ESTRO 2024 - Abstract Book
S1813
Clinical - Lung
ESTRO 2024
The purpose of this work was to explore the clinical characteristics and oncological outcomes of patients with intracranial-only (i.e. brain metastases), extracranial-only and mixed-pattern oligometastatic disease (OMD) from non-small cell lung cancer (NSCLC) that were treated with metastasis-directed stereotactic body radiotherapy. This study also aimed to investigate the correlation of clinical covariates with these oncological outcomes.
Material/Methods:
In this retrospective single-center cohort study, the data of 763 patients collected in two separate institutional databases from the Department of Radiation Oncology of the University Hospital of Zurich was screened. The OMD status was defined according to the ESTRO EORTC classification (1). The overall survival (OS) and progression-free survival (PFS) times were estimated using the Kaplan Meier method and compared with pairwise log-rank tests. Univariable and multivariable Cox regression models were used to determine the impact of various clinical characteristics on survival outcomes.
Results:
In total, 193 patients with a median age of 65.5 years were included: 58 patients in the intracranial cohort, 61 patients in the mixed-pattern cohort, and 74 patients in the extracranial cohort. Across all cohorts, the type of systemic therapy before or at OMD diagnosis was chemotherapy for 108 patients, targeted therapy for 19 patients, and immunotherapy for 9 patients. The other 57 patients did not receive systemic therapy. In the entire cohort, 20 patients had an EGFR mutation, 8 patients had an ALK mutation and 1 patient had a ROS mutation.

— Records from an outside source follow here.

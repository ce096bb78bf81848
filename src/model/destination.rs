use chrono::{DateTime, Utc};
use serde::{Deserialize, Serialize};

use crate::core::EntityId;

/// A stop on a planner's itinerary. Owned by exactly one planner; owns its
/// activities by id.
#[derive(Debug, Clone, Serialize, Deserialize)]
#[serde(rename_all = "camelCase")]
pub struct Destination {
    pub id: EntityId,
    pub created_at: DateTime<Utc>,
    pub updated_at: DateTime<Utc>,
    pub created_by: EntityId,
    pub planner_id: EntityId,
    pub name: String,
    pub start_date: DateTime<Utc>,
    pub end_date: DateTime<Utc>,
    #[serde(default)]
    pub activities: Vec<EntityId>,
}

#[derive(Debug, Clone, Deserialize)]
#[serde(rename_all = "camelCase")]
pub struct CreateDestination {
    pub created_by: EntityId,
    pub name: String,
    pub start_date: DateTime<Utc>,
    pub end_date: DateTime<Utc>,
}

#[derive(Debug, Clone, Default, Serialize, Deserialize)]
#[serde(rename_all = "camelCase")]
pub struct UpdateDestination {
    #[serde(skip_serializing_if = "Option::is_none")]
    pub name: Option<String>,
    #[serde(skip_serializing_if = "Option::is_none")]
    pub start_date: Option<DateTime<Utc>>,
    #[serde(skip_serializing_if = "Option::is_none")]
    pub end_date: Option<DateTime<Utc>>,
}

impl Destination {
    pub fn new(planner_id: EntityId, input: CreateDestination) -> Self {
        let now = Utc::now();
        Self {
            id: EntityId::generate(),
            created_at: now,
            updated_at: now,
            created_by: input.created_by,
            planner_id,
            name: input.name,
            start_date: input.start_date,
            end_date: input.end_date,
            activities: Vec::new(),
        }
    }
}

Figure 1: Kaplan-Meier estimate of OS by cohort.
Figure 2: Kaplan-Meier estimate of PFS by cohort.
The median OS and PFS were significantly lower in the mixed-pattern cohort (OS = 14.1 months [95% CI: 8.5 – 40.7]; PFS = 2.1 months [95% CI: 1.7 – 2.9]) than in the extracranial cohort (OS = 35.9 [95% CI: 26.9 – not reached]; PFS = 4.5 months [95% CI: 3.0 – 10.2]) and intracranial cohort (OS = 35.2 months [95% CI: 21.3 – not reached]; PFS = 5.0 months [95% CI: 3.6 – 7.8]).